_Problem description_
Please copy out the entries until you have copied the line that contains "view.find(id.as_bytes())", beginning with the first line.

[Stored data entries]
Start of Block

use std::fs::File;
use std::os::unix::fs::MetadataExt;
use std::path::{Path, PathBuf};

use memmap2::Mmap;

use crate::protocol::error::StoreError;
use crate::store::layout::{Record, RegionView, StoreStats};

/// Device and inode of a region file, used to notice replacement.
type FileIdentity = (u64, u64);

/// Read-only access to a record store owned by another process.
///
/// The mapping is checked before every access. If the region file was
/// replaced or removed, or the writer marked the region closed, the reader
/// maps the current file again. Readers never modify the region.
pub struct ShareReader {
    path: PathBuf,
    map: Option<Mmap>,
    identity: FileIdentity,
    saw_closed: bool,
}

impl ShareReader {
    pub fn open(path: impl AsRef<Path>) -> Result<Self, StoreError> {
        let mut reader = Self {
            path: path.as_ref().to_path_buf(),
            map: None,
            identity: (0, 0),
            saw_closed: false,
        };
        reader.reopen()?;
        Ok(reader)
    }

    pub fn path(&self) -> &Path {
        &self.path
    }

    /// Reads the record stored under `id`, reopening the region first if the
    /// current mapping is stale.
    pub fn get(&mut self, id: &str) -> Result<Option<Record>, StoreError> {
        self.ensure_fresh()?;
        let view = self.view()?;
        view.find(id.as_bytes())
            .map(|index| view.record(index, &self.path))
            .transpose()
    }

    pub fn stats(&mut self) -> Result<StoreStats, StoreError> {
        self.ensure_fresh()?;
        Ok(self.view()?.stats())
    }

    /// Drops the local mapping. The next access maps the region again.
    pub fn close(&mut self) {
        self.map = None;
    }

    pub fn is_closed(&self) -> bool {
        self.map.is_none()
    }

    /// Whether the mapping no longer reflects the file at `path`.
    pub fn is_stale(&self) -> bool {
        let Some(map) = &self.map else {
            return true;
        };
        match std::fs::metadata(&self.path) {
            Ok(meta) if (meta.dev(), meta.ino()) == self.identity => {}
            _ => return true,
        }
        // A region that was already closed when mapped stays readable; only
        // a close that happened after mapping triggers a reopen.
        let closed = RegionView::new(map, &self.path)
            .map(|view| view.is_closed())
            .unwrap_or(true);
        closed && !self.saw_closed
    }

    fn ensure_fresh(&mut self) -> Result<(), StoreError> {
        if self.is_stale() {
            tracing::debug!(path = %self.path.display(), "record store mapping is stale, reopening");
            self.reopen()?;
        }
        Ok(())
    }

    fn reopen(&mut self) -> Result<(), StoreError> {
        self.map = None;
        let file = File::open(&self.path).map_err(|e| StoreError::io(&self.path, e))?;
        let meta = file.metadata().map_err(|e| StoreError::io(&self.path, e))?;

        // SAFETY: the writer never truncates a mapped region; it replaces the
        // file by rename, so this mapping stays valid for its lifetime.
        let map = unsafe { Mmap::map(&file) }.map_err(|e| StoreError::io(&self.path, e))?;
        let closed = RegionView::new(&map, &self.path)?.is_closed();

        self.identity = (meta.dev(), meta.ino());
        self.saw_closed = closed;
        self.map = Some(map);
        Ok(())
    }

    fn view(&self) -> Result<RegionView<'_>, StoreError> {
        let map = self
            .map
            .as_ref()
            .ok_or_else(|| StoreError::corrupt(&self.path, "region is not mapped"))?;
        RegionView::new(map, &self.path)
    }
}

#[cfg(test)]
mod tests {
    use super::*;
    use crate::protocol::message::RecordKind;
    use crate::store::ShareWriter;

    #[test]
    fn test_reader_sees_writer_records() {
        let dir = tempfile::tempdir().unwrap();
        let path = dir.path().join("share");
        let mut writer = ShareWriter::create(&path, 4096, 16).unwrap();
        writer.set("00abc", RecordKind::Script, b"{\"x\":1}").unwrap();

        let mut reader = ShareReader::open(&path).unwrap();
        let record = reader.get("00abc").unwrap().unwrap();
        assert_eq!(record.kind, RecordKind::Script);
        assert_eq!(record.payload, b"{\"x\":1}");
        assert!(reader.get("missing").unwrap().is_none());
    }

    #[test]
    fn test_records_written_after_open_are_visible() {
        let dir = tempfile::tempdir().unwrap();
        let path = dir.path().join("share");
        let mut writer = ShareWriter::create(&path, 4096, 16).unwrap();
        let mut reader = ShareReader::open(&path).unwrap();

        writer.set("late", RecordKind::Task, b"1").unwrap();
        assert_eq!(reader.get("late").unwrap().unwrap().kind, RecordKind::Task);
    }

    #[test]
    fn test_delete_hides_record() {
        let dir = tempfile::tempdir().unwrap();
        let path = dir.path().join("share");
        let mut writer = ShareWriter::create(&path, 4096, 16).unwrap();
        writer.set("00abc", RecordKind::Task, b"{}").unwrap();
        let mut reader = ShareReader::open(&path).unwrap();
        assert!(reader.get("00abc").unwrap().is_some());

        assert!(writer.delete("00abc", RecordKind::Task).unwrap());
        assert!(reader.get("00abc").unwrap().is_none());
        assert!(!writer.delete("00abc", RecordKind::Task).unwrap());
    }

    #[test]
    fn test_reader_reopens_recreated_store() {
        let dir = tempfile::tempdir().unwrap();
        let path = dir.path().join("share");

        let mut writer = ShareWriter::create(&path, 4096, 16).unwrap();
        writer.set("old", RecordKind::Script, b"1").unwrap();
        let mut reader = ShareReader::open(&path).unwrap();
        assert!(reader.get("old").unwrap().is_some());
        drop(writer);

        let mut writer = ShareWriter::create(&path, 4096, 16).unwrap();
        writer.set("new", RecordKind::Script, b"2").unwrap();

        assert!(reader.is_stale());
        assert!(reader.get("old").unwrap().is_none());
        assert_eq!(reader.get("new").unwrap().unwrap().payload, b"2");
        assert!(!reader.is_stale());
    }

    #[test]
    fn test_reader_keeps_serving_closed_region() {
        let dir = tempfile::tempdir().unwrap();
        let path = dir.path().join("share");
        let mut writer = ShareWriter::create(&path, 4096, 16).unwrap();
        writer.set("kept", RecordKind::Script, b"1").unwrap();
        drop(writer);

        let mut reader = ShareReader::open(&path).unwrap();
        assert!(!reader.is_stale());
        assert!(reader.get("kept").unwrap().is_some());
    }

    #[test]
    fn test_local_close_reopens_on_next_access() {
        let dir = tempfile::tempdir().unwrap();
        let path = dir.path().join("share");
        let mut writer = ShareWriter::create(&path, 4096, 16).unwrap();
        writer.set("00abc", RecordKind::Script, b"1").unwrap();

        let mut reader = ShareReader::open(&path).unwrap();
        reader.close();
        assert!(reader.is_closed());
        assert!(reader.get("00abc").unwrap().is_some());
        assert!(!reader.is_closed());
    }

    #[test]
    fn test_open_missing_store() {
        let dir = tempfile::tempdir().unwrap();
        let result = ShareReader::open(dir.path().join("absent"));
        assert!(matches!(result, Err(StoreError::Io { .. })));
    }

    #[test]
    fn test_removed_store_is_an_error() {
        let dir = tempfile::tempdir().unwrap();
        let path = dir.path().join("share");
        let writer = ShareWriter::create(&path, 4096, 16).unwrap();
        let mut reader = ShareReader::open(&path).unwrap();

        drop(writer);
        ShareWriter::remove_files(&path);
        assert!(reader.is_stale());
        assert!(reader.get("00abc").is_err());
    }

    #[test]
    fn test_second_writer_is_rejected() {
        let dir = tempfile::tempdir().unwrap();
        let path = dir.path().join("share");
        let _writer = ShareWriter::create(&path, 4096, 16).unwrap();

        let second = ShareWriter::create(&path, 4096, 16);
        assert!(matches!(second, Err(StoreError::Locked(_))));
    }

    #[test]
    fn test_writer_rejects_zero_capacity() {
        let dir = tempfile::tempdir().unwrap();
        let result = ShareWriter::create(dir.path().join("share"), 0, 16);
        assert!(matches!(result, Err(StoreError::InvalidConfig(_))));
    }

    #[test]
    fn test_writer_stats() {
        let dir = tempfile::tempdir().unwrap();
        let path = dir.path().join("share");
        let mut writer = ShareWriter::create(&path, 4096, 16).unwrap();
        writer.set("a", RecordKind::Script, b"12345").unwrap();

        let stats = writer.stats().unwrap();
        assert_eq!(stats.max_entries, 16);
        assert_eq!(stats.live_entries, 1);
        assert_eq!(stats.data_capacity, 4096);
        assert_eq!(stats.data_used, 5);
        assert_eq!(stats.live_bytes, 5);
        assert!(!stats.closed);
    }

    #[test]
    fn test_writer_keeps_accepting_records_around_an_orphan() {
        let dir = tempfile::tempdir().unwrap();
        let path = dir.path().join("share");
        let mut writer = ShareWriter::create(&path, 1024, 16).unwrap();
        writer.set("orphan", RecordKind::Script, b"1").unwrap();

        let payload = vec![b'x'; 100];
        for i in 0..100 {
            let id = format!("r{i}");
            writer.set(&id, RecordKind::Script, &payload).unwrap();
            assert!(writer.delete(&id, RecordKind::Script).unwrap());
        }

        let mut reader = ShareReader::open(&path).unwrap();
        assert_eq!(reader.get("orphan").unwrap().unwrap().payload, b"1");
        let stats = writer.stats().unwrap();
        assert_eq!(stats.live_entries, 1);
        assert_eq!(stats.live_bytes, 1);
    }
}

End of Block

_Exercise result_
use std::fs::File;
use std::os::unix::fs::MetadataExt;
use std::path::{Path, PathBuf};

use memmap2::Mmap;

use crate::protocol::error::StoreError;
use crate::store::layout::{Record, RegionView, StoreStats};

/// Device and inode of a region file, used to notice replacement.
type FileIdentity = (u64, u64);

/// Read-only access to a record store owned by another process.
///
/// The mapping is checked before every access. If the region file was
/// replaced or removed, or the writer marked the region closed, the reader
/// maps the current file again. Readers never modify the region.
pub struct ShareReader {
    path: PathBuf,
    map: Option<Mmap>,
    identity: FileIdentity,
    saw_closed: bool,
}

impl ShareReader {
    pub fn open(path: impl AsRef<Path>) -> Result<Self, StoreError> {
        let mut reader = Self {
            path: path.as_ref().to_path_buf(),
            map: None,
            identity: (0, 0),
            saw_closed: false,
        };
        reader.reopen()?;
        Ok(reader)
    }

    pub fn path(&self) -> &Path {
        &self.path
    }

    /// Reads the record stored under `id`, reopening the region first if the
    /// current mapping is stale.
    pub fn get(&mut self, id: &str) -> Result<Option<Record>, StoreError> {
        self.ensure_fresh()?;
        let view = self.view()?;
        view.find(id.as_bytes())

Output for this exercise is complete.